Now, let's think about the challenges facing an entrepreneur who makes sweatshirts and hopes to gain me as a customer. The sweatshirt designer could show me shirts that are better in every way than the sweatshirts I already own, and at absurdly low prices, but I still wouldn't buy any of them. I have plenty of sweatshirts already, and I don't need any more.

But someday I will buy another sweatshirt, even if I don't need one. It might be for another music festival, or a friend's rock band, or some social cause that I feel strongly about. Whatever it is, it will certainly be another souvenir, another token that helps me feel connected to something I feel good about.

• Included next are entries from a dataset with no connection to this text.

//! Edit only the reply markup of messages method `editMessageReplyMarkup`
//! [More info](https://core.telegram.org/bots/api#editmessagereplymarkup)
use crate::api::types::*;
bot_api_method! {
    method = "editMessageReplyMarkup",
    request = RequestEditMessageReplyMarkup {
        required {},
        optional {
            chat_id: ChatId,
            message_id: i64,
            inline_message_id: String,
            reply_markup: InlineKeyboardMarkup,
        }
    },
    response = EditResult,
}

#[cfg(test)]
mod tests {
    use super::*;
    use serde_json::json;

    #[test]
    fn test_request_edit_reply_markup_serialize() {
        let markup = InlineKeyboardMarkup {
            inline_keyboard: vec![vec![InlineKeyboardButton {
                text: "ok".to_string(),
                callback_data: Some("ok".to_string()),
                ..Default::default()
            }]],
        };
        let req = RequestEditMessageReplyMarkup::new(())
            .with_inline_message_id("inline".to_string())
            .with_reply_markup(markup);
        let val = serde_json::to_value(&req).unwrap();
        assert_eq!(
            val,
            json!({
                "inline_message_id": "inline",
                "reply_markup": {"inline_keyboard": [[{"text": "ok", "callback_data": "ok"}]]}
            })
        );
    }

    #[test]
    fn test_request_edit_reply_markup_without_markup_removes_keyboard() {
        let req = RequestEditMessageReplyMarkup::new(())
            .with_chat_id(ChatId::from("@channel"))
            .with_message_id(1);
        let val = serde_json::to_value(&req).unwrap();
        assert_eq!(val, json!({"chat_id": "@channel", "message_id": 1}));
    }
}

Now -- as songwriter, you're the sweatshirt designer. People already have too many songs in their music collections. And, today, everyone can get an endless amount of music for free if they're willing to look around a little. And if they're not willing to dig for free downloads, then hey, 99 cents a song is not a lot of money.

Can you compete by writing better songs? It can't hurt if you write great songs, but you still have a formidable challenge if that's your strategy, because you have to go up against the favorite songs from the entire world, from every period of recorded history.

You might be able to twist some arms and get people to listen to your songs once, and they might admit that you've written some fine songs — but that doesn't mean that they'll add those songs to their collection and put them on their playlists.

No, if you want to win a place in the musical soundtrack of people's lives, your song better be more than just a song. It should offer people a chance to feel connected to something that feels meaningful and important to them. You song should tie the listeners to something that they already feel good about.

So how do you do that? There's no short answer, and I guess we'll have to explore this further in a later post. But for now, start paying attention to what musical artists (and their record companies) do to help you feel that their music is connected to something meaningful and important.

And think about how happened to collect your own listening library. Out of millions of songs available, what led you to these particular few thousand songs?

Every Monday is Sobering Truth day for the Unruly Beast.